If a line in the data below includes the string "PracticumClient", please return a copy of it.

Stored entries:
######

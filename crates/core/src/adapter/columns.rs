//! Header aliases recognized for each entry field.

/// Entry fields a column can map onto.
#[derive(Debug, Clone, Copy, PartialEq, Eq)]
pub enum Field {
    /// Serial number.
    GroupKey,
    /// Debit/credit indicator.
    Kind,
    /// Amount.
    Amount,
    /// Document date.
    DocumentDate,
    /// Posting date.
    PostingDate,
}

impl Field {
    /// Name used in error messages.
    #[must_use]
    pub const fn name(self) -> &'static str {
        match self {
            Self::GroupKey => "serial number",
            Self::Kind => "debit/credit",
            Self::Amount => "amount",
            Self::DocumentDate => "document date",
            Self::PostingDate => "posting date",
        }
    }

    const fn aliases(self) -> &'static [&'static str] {
        match self {
            Self::GroupKey => &[
                "serial no",
                "serial number",
                "serial",
                "sr no",
                "s no",
                "group",
                "group key",
            ],
            Self::Kind => &["type", "entry type", "debit credit", "dr cr", "kind"],
            Self::Amount => &["amount", "amt", "value"],
            Self::DocumentDate => &["document date", "doc date"],
            Self::PostingDate => &["posting date", "post date"],
        }
    }

    const ALL: [Self; 5] = [
        Self::GroupKey,
        Self::Kind,
        Self::Amount,
        Self::DocumentDate,
        Self::PostingDate,
    ];

    /// Finds the field a header names, if any.
    #[must_use]
    pub fn for_header(header: &str) -> Option<Self> {
        let header = normalize_header(header);
        Self::ALL
            .into_iter()
            .find(|field| field.aliases().contains(&header.as_str()))
    }
}

/// Lowercases and reduces every run of non-alphanumerics to one space.
///
/// `"Sr. No."`, `"sr_no"` and `"SR NO"` all become `"sr no"`.
#[must_use]
pub fn normalize_header(header: &str) -> String {
    header
        .split(|c: char| !c.is_alphanumeric())
        .filter(|word| !word.is_empty())
        .map(str::to_lowercase)
        .collect::<Vec<_>>()
        .join(" ")
}
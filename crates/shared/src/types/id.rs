//! Typed IDs for type-safe entity references.
//!
//! Entry ids travel with violation reports so callers can point at the
//! offending rows.

use serde::{Deserialize, Serialize};
use uuid::Uuid;

/// Macro to generate typed ID wrappers.
macro_rules! typed_id {
    ($name:ident, $doc:expr) => {
        #[doc = $doc]
        #[derive(Debug, Clone, Copy, PartialEq, Eq, Hash, PartialOrd, Ord, Serialize, Deserialize)]
        #[serde(transparent)]
        pub struct $name(pub Uuid);

        impl $name {
            /// Creates a new random ID using UUID v7 (time-ordered).
            #[must_use]
            pub fn new() -> Self {
                Self(Uuid::now_v7())
            }

        }

        impl Default for $name {
            fn default() -> Self {
                Self::new()
            }
        }

        impl std::fmt::Display for $name {
            fn fmt(&self, f: &mut std::fmt::Formatter<'_>) -> std::fmt::Result {
                write!(f, "{}", self.0)
            }
        }

        impl std::str::FromStr for $name {
            type Err = uuid::Error;

            fn from_str(s: &str) -> Result<Self, Self::Err> {
                Ok(Self(Uuid::parse_str(s)?))
            }
        }
    };
}

typed_id!(EntryId, "Unique identifier for a journal-voucher line entry.");

#[cfg(test)]
#[path = "id_tests.rs"]
mod tests;
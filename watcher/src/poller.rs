//! ポーリングループ
//!
//! 1サイクル: 取得 → 検証 → 解釈 → 前回と比較 → 変化があれば通知。
//! どの段階で失敗しても、同じ失敗メッセージは連続して1回しか通知しない。
//! サイクルの後は固定間隔で待機し、シャットダウン要求まで繰り返す。

use crate::client::{HomeworkSource, PracticumClient};
use crate::interpreter::interpret;
use crate::notifier::{MessageSender, Notifier, TelegramBot};
use crate::shutdown::ShutdownController;
use crate::validator::{current_date, extract_latest_record};
use chrono::Utc;
use homework_watcher_common::config::{EmptyPolicy, WatcherConfig};
use homework_watcher_common::error::{WatcherError, WatcherResult};
use std::time::Duration;
use tracing::{debug, error, info};

/// デフォルトのポーリング間隔（秒）
const DEFAULT_RETRY_PERIOD_SECS: u64 = 600;

/// ループ内で保持する状態
#[derive(Debug, Clone, Default, PartialEq, Eq)]
pub struct PollState {
    /// 最後に届けたステータス通知
    pub last_message: Option<String>,
    /// 最後に届けた失敗通知（成功サイクルでクリア）
    pub last_error: Option<String>,
}

/// 1サイクルの結果
#[derive(Debug, Clone, PartialEq, Eq)]
pub enum CycleOutcome {
    /// ステータス変化を通知した
    Notified,
    /// ステータス変化の通知に失敗した（次サイクルで再試行）
    NotifyFailed,
    /// 前回から変化なし
    Unchanged,
    /// 新しい更新なし（空の一覧）
    NoUpdate,
    /// 取得・検証・解釈のいずれかで失敗した
    Failed {
        /// 発生したエラー
        error: WatcherError,
        /// 失敗通知を届けたか
        notified: bool,
    },
}

/// ホームワークステータスのポーラー
pub struct Poller<S, M> {
    source: S,
    notifier: Notifier<M>,
    state: PollState,
    watermark: i64,
    empty_policy: EmptyPolicy,
    retry_period: Duration,
}

impl Poller<PracticumClient, TelegramBot> {
    /// 設定から本番用のポーラーを作成
    pub fn from_config(config: &WatcherConfig) -> WatcherResult<Self> {
        let source = PracticumClient::from_config(config)?;
        let bot = TelegramBot::from_config(config)?;
        let notifier = Notifier::new(bot, config.credentials.telegram_chat_id.clone());

        Ok(Self::new(source, notifier)
            .with_retry_period(config.retry_period())
            .with_empty_policy(config.empty_policy))
    }
}

impl<S, M> Poller<S, M>
where
    S: HomeworkSource,
    M: MessageSender,
{
    /// 新しいポーラーを作成（ウォーターマークは現在時刻）
    pub fn new(source: S, notifier: Notifier<M>) -> Self {
        Self {
            source,
            notifier,
            state: PollState::default(),
            watermark: Utc::now().timestamp(),
            empty_policy: EmptyPolicy::default(),
            retry_period: Duration::from_secs(DEFAULT_RETRY_PERIOD_SECS),
        }
    }

    /// ポーリング間隔を設定
    pub fn with_retry_period(mut self, retry_period: Duration) -> Self {
        self.retry_period = retry_period;
        self
    }

    /// 空一覧の扱いを設定
    pub fn with_empty_policy(mut self, empty_policy: EmptyPolicy) -> Self {
        self.empty_policy = empty_policy;
        self
    }

    /// 初期ウォーターマークを設定
    pub fn with_watermark(mut self, watermark: i64) -> Self {
        self.watermark = watermark;
        self
    }

    /// 現在の状態
    pub fn state(&self) -> &PollState {
        &self.state
    }

    /// 次回リクエストの `from_date`
    pub fn watermark(&self) -> i64 {
        self.watermark
    }

    /// 1サイクル実行する
    pub async fn run_cycle(&mut self) -> CycleOutcome {
        match self.check_updates().await {
            Ok(outcome) => {
                self.state.last_error = None;
                outcome
            }
            Err(err) => self.report_failure(err).await,
        }
    }

    /// シャットダウン要求までサイクルと待機を繰り返す
    pub async fn run(&mut self, shutdown: &ShutdownController) {
        info!(
            retry_period_secs = self.retry_period.as_secs(),
            from_date = self.watermark,
            "Homework watcher started"
        );

        while !shutdown.is_shutdown_requested() {
            let outcome = self.run_cycle().await;
            debug!(?outcome, "Poll cycle finished");

            let retry_period = self.retry_period;
            tokio::select! {
                _ = tokio::time::sleep(retry_period) => {}
                _ = shutdown.wait() => break,
            }
        }

        info!("Homework watcher stopped");
    }

    async fn check_updates(&mut self) -> WatcherResult<CycleOutcome> {
        let response = self.source.fetch_updates(Some(self.watermark)).await?;

        let outcome = match extract_latest_record(&response, self.empty_policy)? {
            Some(record) => {
                let message = interpret(record)?;
                self.deliver_status(message).await
            }
            None => {
                info!(
                    from_date = self.watermark,
                    "No new homework updates, checking again in {}s",
                    self.retry_period.as_secs()
                );
                CycleOutcome::NoUpdate
            }
        };

        // 未達の通知があるうちは同じ区間を再取得する
        if outcome != CycleOutcome::NotifyFailed {
            if let Some(next) = current_date(&response) {
                self.watermark = next;
            }
        }

        Ok(outcome)
    }

    async fn deliver_status(&mut self, message: String) -> CycleOutcome {
        if self.state.last_message.as_deref() == Some(message.as_str()) {
            info!(
                "Homework status unchanged, checking again in {}s",
                self.retry_period.as_secs()
            );
            return CycleOutcome::Unchanged;
        }

        if self.notifier.notify(&message).await {
            info!(message = %message, "Homework status change delivered");
            self.state.last_message = Some(message);
            CycleOutcome::Notified
        } else {
            CycleOutcome::NotifyFailed
        }
    }

    async fn report_failure(&mut self, err: WatcherError) -> CycleOutcome {
        let message = format!("Homework watcher failure: {err}");
        error!(error = %err, "Homework check failed");

        let notified = if self.state.last_error.as_deref() == Some(message.as_str()) {
            debug!("Same failure already reported, not notifying again");
            false
        } else if self.notifier.notify(&message).await {
            self.state.last_error = Some(message);
            true
        } else {
            false
        };

        CycleOutcome::Failed {
            error: err,
            notified,
        }
    }
}
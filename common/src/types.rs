//! 共通型定義
//!
//! ホームワークのレビューステータスとレコード

use serde::{Deserialize, Serialize};
use std::fmt;
use std::str::FromStr;

/// レスポンス中のホームワーク一覧キー
pub const HOMEWORKS_KEY: &str = "homeworks";

/// レスポンス中のサーバー時刻キー（次回の `from_date` に使う）
pub const CURRENT_DATE_KEY: &str = "current_date";

/// レビューステータス
#[derive(Debug, Clone, Copy, Serialize, Deserialize, PartialEq, Eq, Hash)]
#[serde(rename_all = "lowercase")]
pub enum HomeworkStatus {
    /// レビュー完了（合格）
    Approved,
    /// レビュー中
    Reviewing,
    /// レビュー完了（差し戻し）
    Rejected,
}

impl HomeworkStatus {
    /// 既知のステータス一覧
    pub const ALL: [HomeworkStatus; 3] = [
        HomeworkStatus::Approved,
        HomeworkStatus::Reviewing,
        HomeworkStatus::Rejected,
    ];

    /// API上の文字列表現
    pub fn as_str(&self) -> &'static str {
        match self {
            HomeworkStatus::Approved => "approved",
            HomeworkStatus::Reviewing => "reviewing",
            HomeworkStatus::Rejected => "rejected",
        }
    }

    /// ステータスに対応する判定文
    pub fn verdict(&self) -> &'static str {
        match self {
            HomeworkStatus::Approved => {
                "The work has been reviewed: the reviewer liked everything. Hooray!"
            }
            HomeworkStatus::Reviewing => "The work has been taken for review.",
            HomeworkStatus::Rejected => "The work has been reviewed: the reviewer has comments.",
        }
    }
}

impl fmt::Display for HomeworkStatus {
    fn fmt(&self, f: &mut fmt::Formatter<'_>) -> fmt::Result {
        f.write_str(self.as_str())
    }
}

impl FromStr for HomeworkStatus {
    type Err = String;

    fn from_str(s: &str) -> Result<Self, Self::Err> {
        HomeworkStatus::ALL
            .into_iter()
            .find(|status| status.as_str() == s)
            .ok_or_else(|| s.to_string())
    }
}

/// 検証済みのホームワークレコード
#[derive(Debug, Clone, Serialize, Deserialize, PartialEq, Eq)]
pub struct HomeworkRecord {
    /// ホームワーク名（APIでは `homework_name`）
    #[serde(rename = "homework_name", alias = "name")]
    pub name: String,
    /// レビューステータス
    pub status: HomeworkStatus,
}

impl HomeworkRecord {
    /// 通知用のメッセージを生成
    pub fn message(&self) -> String {
        format!(
            "Homework \"{}\" review status changed. {}",
            self.name,
            self.status.verdict()
        )
    }
}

######

ANSWER BOX:
use crate::client::{HomeworkSource, PracticumClient};
impl Poller<PracticumClient, TelegramBot> {
        let source = PracticumClient::from_config(config)?;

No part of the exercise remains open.